The opening track of the Gamblin’ Christmas album “Alaska” earned its way onto my list of favorite discoveries of last year – “Blue Lights” a piece of Americana that is anthemic, in the way James McMurtry or Joe Ely can drawl and then fire a song into your consciousness.
Make no mistake, the magic possessed by Patrick Flaherty and Kurt Franke – the duo that are Gamblin’ Christmas – is in their harmonies; Cutting, beautiful, unique moments that blend Flaherty’s throaty Texas-influenced foghorn with Franke’s upper-register and distant siren. The two are a little more than a year into a musical reconnection that followed each getting married, the addition of two kids for Patrick and a year-long stint for Kurt in Austin, Texas. But it makes sense for them to be play music together, if for no better reason better than damn good harmonies.
Gamblin’ Christmas brings their Americana/folk/alt-country sound to Bear’s Place in Bloomington on September 4.
Ball State grads, both now living in Indianapolis, are about to commence work on a follow-up to the 2007 release “Alaska”, a minimalist-yet-powerful effort, showcasing their voices above Patrick’s strident acoustic guitar playing and Kurt’s nimble bass guitar.
“We have seven or eight new songs that haven’t been played live or recorded, and another 12 or 13 that we do play that also aren’t recorded,” Flaherty revealed. “We are going to get ready to record another album and have been playing the songs out live. The energy is there.”
Kurt, who has a degree in Music Engineering, adds they are looking for something even more organic this time.
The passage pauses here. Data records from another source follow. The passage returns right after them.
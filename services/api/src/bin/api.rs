//! services/api/src/bin/api.rs

use api_lib::{
    adapters::{chat_llm::OpenAiChatAdapter, db::DbAdapter},
    config::Config,
    error::ApiError,
    web::{
        create_story_handler, delete_story_handler, generate_stories_handler, get_story_handler,
        list_stories_handler, rest::ApiDoc, search_stories_handler, state::AppState,
        story_stats_handler, update_story_handler,
    },
};
use async_openai::{config::OpenAIConfig, Client};
use axum::{
    http::{
        header::{ACCEPT, CONTENT_TYPE},
        HeaderName, HeaderValue, Method,
    },
    routing::{get, post},
    Router,
};
use sqlx::postgres::PgPoolOptions;
use std::sync::Arc;
use storygen_core::generator::StoryGenerator;
use tower_http::cors::CorsLayer;
use tracing::info;
use tracing_subscriber::{layer::SubscriberExt, util::SubscriberInitExt};
use utoipa::OpenApi;
use utoipa_swagger_ui::SwaggerUi;

#[tokio::main]
async fn main() -> Result<(), ApiError> {
    // --- 1. Load Configuration & Set Up Logging ---
    let config = Arc::new(Config::from_env()?);
    tracing_subscriber::registry()
        .with(tracing_subscriber::EnvFilter::new(config.log_level.to_string()))
        .with(tracing_subscriber::fmt::layer())
        .init();
    info!("Configuration loaded. Starting server...");

    // --- 2. Connect to Database & Run Migrations ---
    info!("Connecting to database...");
    let db_pool = PgPoolOptions::new()
        .max_connections(5)
        .connect(&config.database_url)
        .await?;
    let db_adapter = Arc::new(DbAdapter::new(db_pool.clone()));
    info!("Running database migrations...");
    db_adapter.run_migrations().await?;
    info!("Database migrations complete.");

    // --- 3. Initialize the Model Adapter & Generator ---
    // A missing key fails here, at startup, rather than on the first request.
    let openai_config = OpenAIConfig::new().with_api_key(
        config
            .openai_api_key
            .as_ref()
            .ok_or_else(|| ApiError::Internal("OPENAI_API_KEY is required".to_string()))?,
    );
    let openai_client = Client::with_config(openai_config);

    let chat_adapter = Arc::new(OpenAiChatAdapter::new(
        openai_client,
        config.story_model.clone(),
    ));
    let generator = StoryGenerator::new(chat_adapter);

    // --- 4. Build the Shared AppState ---
    let app_state = Arc::new(AppState {
        store: db_adapter,
        generator,
        config: config.clone(),
    });

    let frontend_origin = config
        .frontend_origin
        .parse::<HeaderValue>()
        .map_err(|e| ApiError::Internal(format!("Invalid FRONTEND_URL: {}", e)))?;
    let cors = CorsLayer::new()
        .allow_origin(frontend_origin)
        .allow_credentials(true)
        .allow_methods([Method::GET, Method::POST, Method::PUT, Method::DELETE])
        .allow_headers([CONTENT_TYPE, ACCEPT, HeaderName::from_static("x-user-id")]);

    // --- 5. Create the Web Router ---
    let api_router = Router::new()
        .route("/generate-stories", post(generate_stories_handler))
        .route(
            "/stories",
            get(list_stories_handler).post(create_story_handler),
        )
        .route("/stories/search", get(search_stories_handler))
        .route("/stories/stats", get(story_stats_handler))
        .route(
            "/stories/{id}",
            get(get_story_handler)
                .put(update_story_handler)
                .delete(delete_story_handler),
        )
        .layer(cors)
        .with_state(app_state);

    // Merge the API router with the Swagger UI router for a complete application.
    let app = Router::new()
        .merge(api_router)
        .merge(SwaggerUi::new("/swagger-ui").url("/api-docs/openapi.json", ApiDoc::openapi()));

    // --- 6. Start the Server ---
    info!("Starting server on {}", config.bind_address);
    info!(
        "Swagger UI available at http://{}/swagger-ui",
        config.bind_address
    );
    let listener = tokio::net::TcpListener::bind(&config.bind_address).await?;
    axum::serve(listener, app).await?;

    Ok(())
}
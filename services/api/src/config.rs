//! services/api/src/config.rs
//!
//! Defines the application's configuration structure and loading logic.
//!
//! All configuration is loaded from environment variables at startup. The `.env`
//! file is used for local development.

use std::net::SocketAddr;
use tracing::Level;

/// A custom error type for configuration loading failures.
#[derive(Debug, thiserror::Error)]
pub enum ConfigError {
    #[error("Missing the environment variable {0}")]
    MissingVar(String),
    #[error("Invalid value for the environment variable {0}: {1}")]
    InvalidValue(String, String),
}

/// Holds all configuration loaded from the environment at startup.
#[derive(Clone, Debug)]
pub struct Config {
    pub bind_address: SocketAddr,
    pub database_url: String,
    pub log_level: Level,
    pub openai_api_key: Option<String>,
    pub story_model: String,
    pub frontend_origin: String,
}

impl Config {
    /// Loads configuration from environment variables.
    ///
    /// It will look for a `.env` file in the current directory for development,
    /// but this is skipped in test environments to ensure tests are hermetic.
    pub fn from_env() -> Result<Self, ConfigError> {
        // Only load from .env in non-test mode to avoid contamination.
        if !cfg!(test) {
            dotenvy::dotenv().ok();
        }

        // --- Load Server and Database Settings ---
        let bind_address_str =
            std::env::var("BIND_ADDRESS").unwrap_or_else(|_| "0.0.0.0:3001".to_string());
        let bind_address = bind_address_str.parse::<SocketAddr>().map_err(|e| {
            ConfigError::InvalidValue("BIND_ADDRESS".to_string(), e.to_string())
        })?;

        let database_url = std::env::var("DATABASE_URL")
            .map_err(|_| ConfigError::MissingVar("DATABASE_URL".to_string()))?;

        let log_level_str = std::env::var("RUST_LOG").unwrap_or_else(|_| "INFO".to_string());
        let log_level = log_level_str.parse::<Level>().map_err(|_| {
            ConfigError::InvalidValue(
                "RUST_LOG".to_string(),
                format!("'{}' is not a valid log level", log_level_str),
            )
        })?;

        // --- Load API Keys (as optional) ---
        // The generation adapter refuses to construct without a key, so a
        // missing key is reported at startup, not on the first request.
        let openai_api_key = std::env::var("OPENAI_API_KEY").ok();

        // --- Load Adapter-specific Settings ---
        let story_model =
            std::env::var("STORY_MODEL").unwrap_or_else(|_| "gpt-4".to_string());

        let frontend_origin = std::env::var("FRONTEND_URL")
            .unwrap_or_else(|_| "http://localhost:3000".to_string());

        Ok(Self {
            bind_address,
            database_url,
            log_level,
            openai_api_key,
            story_model,
            frontend_origin,
        })
    }
}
“Interlochen (in Michigan, where they recorded “Alaska”) was amazing, but I want to capture the sound of us in a room where we are very comfortable, rather than a studio,” said Franke. “Its really a struggle balancing a folk approach to performance with classical training in theory and recording, but it is exactly that which keeps me interested”.
The folk approach stems from a mammoth multi-record album of songs they both listened to while in college.
“We both sort of started to take an interest into the ‘Harry Smith Folk Anthology’,” Flaherty said. “It is a collection made in the 1950’s, by someone going all over the country, with a really basic recorder, catching people singing, before they died. Really hardcore folk.”
“When you first listen to the album, it is sort of disorienting, because it is so raw. That kind of music resonated with us.”
It led to playing some Muncie gigs and open mic nights. Sharing a house after college, beginning in 2004, their combined skills and musical strengths began to blossom.
“We were renting a house on Central Avenue and lived together for a year and a half,” Flaherty says. “That it was a time that was amazingly productive, “ Flaherty remembers. “We’d practice and record.”
Eventually, Flaherty got married and moved out, and Kurt and his fiancé (now wife) moved to Austin in late 2006, bringing and hiatus to their partnership.
“My wife and I were expecting a child and we didn’t really want to leave the safety net of family,” Flaherty said. “The plan was for all of us to go down there, and not necessarily relocate. Just to see Austin. It was sort of this mecca. Townes Van Zandt lore. Then when he came back last year, we picked back up again.”
And picking back up meant relearning old songs, writing new songs, and finding that vocal harmonies were still intact.
“I think when the Silver Dollar Family Band (a former four-piece band were both in) was whittled down to Gamblin’ Christmas, we started to realize that our voices sounded really good together.” Franke said. “It has taken a long time to develop the harmonies though, and it was about the time we recorded “Alaska” that it finally all sort of fell into place.
“I think we are worlds beyond that in terms of singing, plus Pat has started to sing harmonies on my songs, which is a huge addition to the sound.”
Steadfast in pushing their own writing and music, their live performance at a recent Sunday night at Melody Inn appearance still mixed in a couple public domain-type covers and one Simon and Garfunkel song (the brilliantly chosen “Duncan”). At that show,. Flaherty, pounding the chords out on his acoustic guitar, frequently grounded his feet twice shoulder-width apart, and bounced his back foot as he sang, sounding equal parts McMurtry, Robert Earl Keen with a bit of Gordon Lightfoot. Kurt leaned in and nudged the songs to a higher place with his high and lonesome harmonies.
“We want to have that vocal chemistry,” Patrick says “The new songs are more mature. More than just relationship gone wrong. More about life. More complicated, with more layers.
“But it’s like the guy who asked Neil Young if he had written the same song at least a 1,000 times. Well, maybe,” Flaherty says. “It’s not like there are a whole new system of rules.”
“I feel like every new song we write keeps getting better and better,” Franke says. “Knowing that the longer we stick with it, the more fun it is, the better it sounds, and hopefully people will feel as strongly about it as we do.”